Do you know the “black box” on the ground? Yes, many people who work with FOC (fiber optic cable) may be very familiar with it. It is called Fiber Optic Splice Closure , or fiber splicing closure. In fact, except underground application, fiber optic splice closures are also used for aerial, strand-mount FTTH “tap” locations where drop cables are spliced to distribution cables. It is usually used with outdoor fiber optic cables which provides space for outdoor fiber optic cables to be spliced together. The fiber optic splice closures and the fiber trays inside will protect the spliced fiber and the joint parts of the outdoor fiber cables.

What factors should I know before I decide on a splice closure for an OSP installation?

1) You must know if your stitching closure application is installed in the air or in a buried installation.

2) Know your splice Count and splice type – How many fiber splices does the closure need to hold? Are they fusion splices, mechanical splices or a combination of both? Some closures can be purchased with additional sealed ports that can be opened to accommodate new fibers that may be added in the future.

3) Be sure to match the closure, and the application, to the correct type of splice tray.

4) Ease of Reentry – Many newer types of closures, it can be sealed without requiring sealing tape or C-cement. This makes it easy to seal the closure and also to reenter it when future work is required.

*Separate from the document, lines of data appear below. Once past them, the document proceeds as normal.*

//! Shared per-batch state: status rows, counters and the completion ledger
//!
//! Every mutation goes through one `tokio::sync::Mutex` per structure and no
//! critical section performs I/O.

use crate::types::{BatchReport, Counters, ItemStatus, StatusTone};
use crate::ui::format::{STATUS_DONE, STATUS_PRESENT, failed_status};
use crate::ui::layout::compose_line;
use std::collections::{BTreeSet, HashMap};
use tokio::sync::Mutex;

/// Final outcome of one item in a pass
#[derive(Clone, Debug, PartialEq, Eq)]
pub enum ItemOutcome {
    /// Acquired in this pass
    Success,
    /// Already complete (ledger hit or file on disk)
    Skipped,
    /// Every account failed; carries the error text
    Failed(String),
}

#[derive(Debug, Default)]
struct BatchState {
    statuses: Vec<ItemStatus>,
    counters: Counters,
    failed_ordinals: Vec<usize>,
}

/// Status table and counters shared by the workers and the renderer
#[derive(Debug)]
pub struct BatchContext {
    state: Mutex<BatchState>,
    width: usize,
}

impl BatchContext {
    /// Context over `rows`, whose indices must be dense from zero
    ///
    /// `width` bounds failure messages written into rows.
    pub fn new(rows: Vec<ItemStatus>, width: usize) -> Self {
        debug_assert!(rows.iter().enumerate().all(|(i, row)| row.index == i));
        Self {
            state: Mutex::new(BatchState {
                statuses: rows,
                ..Default::default()
            }),
            width,
        }
    }

    /// Terminal width captured when the batch started
    pub fn width(&self) -> usize {
        self.width
    }

    /// Set a row's in-flight status
    ///
    /// Returns `false` without touching the row when the text is unchanged or
    /// the row has already reached a terminal tone.
    pub async fn update_status(&self, index: usize, status: &str, tone: StatusTone) -> bool {
        let mut state = self.state.lock().await;
        let Some(row) = state.statuses.get_mut(index) else {
            return false;
        };
        if row.tone.is_terminal() || row.status == status {
            return false;
        }
        row.status = status.to_string();
        row.tone = tone;
        true
    }

    /// Record the final outcome of an item in its row and in the counters
    ///
    /// Returns `false` if the row was already terminal, in which case nothing
    /// is counted.
    pub async fn record_outcome(&self, index: usize, outcome: &ItemOutcome) -> bool {
        let (status, tone) = match outcome {
            ItemOutcome::Success => (STATUS_DONE.to_string(), StatusTone::Success),
            ItemOutcome::Skipped => (STATUS_PRESENT.to_string(), StatusTone::Skipped),
            ItemOutcome::Failed(message) => {
                (failed_status(message, self.width), StatusTone::Failed)
            }
        };

        let mut state = self.state.lock().await;
        let Some(row) = state.statuses.get_mut(index) else {
            return false;
        };
        if row.tone.is_terminal() {
            return false;
        }
        row.status = status;
        row.tone = tone;
        let ordinal = row.ordinal;

        state.counters.total += 1;
        match outcome {
            ItemOutcome::Success => state.counters.success += 1,
            ItemOutcome::Skipped => state.counters.skipped += 1,
            ItemOutcome::Failed(_) => {
                state.counters.failed += 1;
                state.failed_ordinals.push(ordinal);
            }
        }
        true
    }

    /// Count one non-fatal warning
    pub async fn record_warning(&self) {
        self.state.lock().await.counters.warned += 1;
    }

    /// Current counters
    pub async fn counters(&self) -> Counters {
        self.state.lock().await.counters
    }

    /// Copy of every row
    pub async fn statuses(&self) -> Vec<ItemStatus> {
        self.state.lock().await.statuses.clone()
    }

    /// Copy of one row
    pub async fn status(&self, index: usize) -> Option<ItemStatus> {
        self.state.lock().await.statuses.get(index).cloned()
    }

    /// Compose every row for `width`; the lock is released before returning
    pub async fn render_lines(&self, width: usize) -> Vec<String> {
        let state = self.state.lock().await;
        state
            .statuses
            .iter()
            .map(|row| compose_line(row, width))
            .collect()
    }

    /// Final report for the pass
    pub async fn report(&self, collection_id: &str) -> BatchReport {
        let state = self.state.lock().await;
        let mut failed_ordinals = state.failed_ordinals.clone();
        failed_ordinals.sort_unstable();
        BatchReport {
            collection_id: collection_id.to_string(),
            counters: state.counters,
            failed_ordinals,
        }
    }
}

/// Per-collection record of ordinals already confirmed on disk
///
/// Shared across passes of a session so a rerun skips finished items. Entries
/// only grow until [`clear`](Self::clear).
#[derive(Debug, Default)]
pub struct CompletionLedger {
    entries: Mutex<HashMap<String, BTreeSet<usize>>>,
}

impl CompletionLedger {
    /// Empty ledger
    pub fn new() -> Self {
        Self::default()
    }

    /// Whether `ordinal` of `collection_id` is complete
    pub async fn contains(&self, collection_id: &str, ordinal: usize) -> bool {
        self.entries
            .lock()
            .await
            .get(collection_id)
            .is_some_and(|done| done.contains(&ordinal))
    }

    /// Mark `ordinal` of `collection_id` complete; returns `false` if it already was
    pub async fn mark(&self, collection_id: &str, ordinal: usize) -> bool {
        self.entries
            .lock()
            .await
            .entry(collection_id.to_string())
            .or_default()
            .insert(ordinal)
    }

    /// Completed ordinals for `collection_id`
    pub async fn completed(&self, collection_id: &str) -> BTreeSet<usize> {
        self.entries
            .lock()
            .await
            .get(collection_id)
            .cloned()
            .unwrap_or_default()
    }

    /// Forget everything, for a fresh session
    pub async fn clear(&self) {
        self.entries.lock().await.clear();
    }
}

5) Multilink closures use compression grommets, made of malleable material that provides a tight seal when the two halves of the closure are bolted together. I recommend using a crisscross star pattern when tightening bolts to ensure that pressure is applied evenly to the compression seal. The grommets around the cable entry and exit ports can be ordered with various hole sizes to accommodate different cable diameters.

6) Some closures have a fitting that enables the installer to fill the sealed closure with compressed air to determine if there are any leaks. A soapy solution can be applied to seams, which will show bubbles if air is leaking out.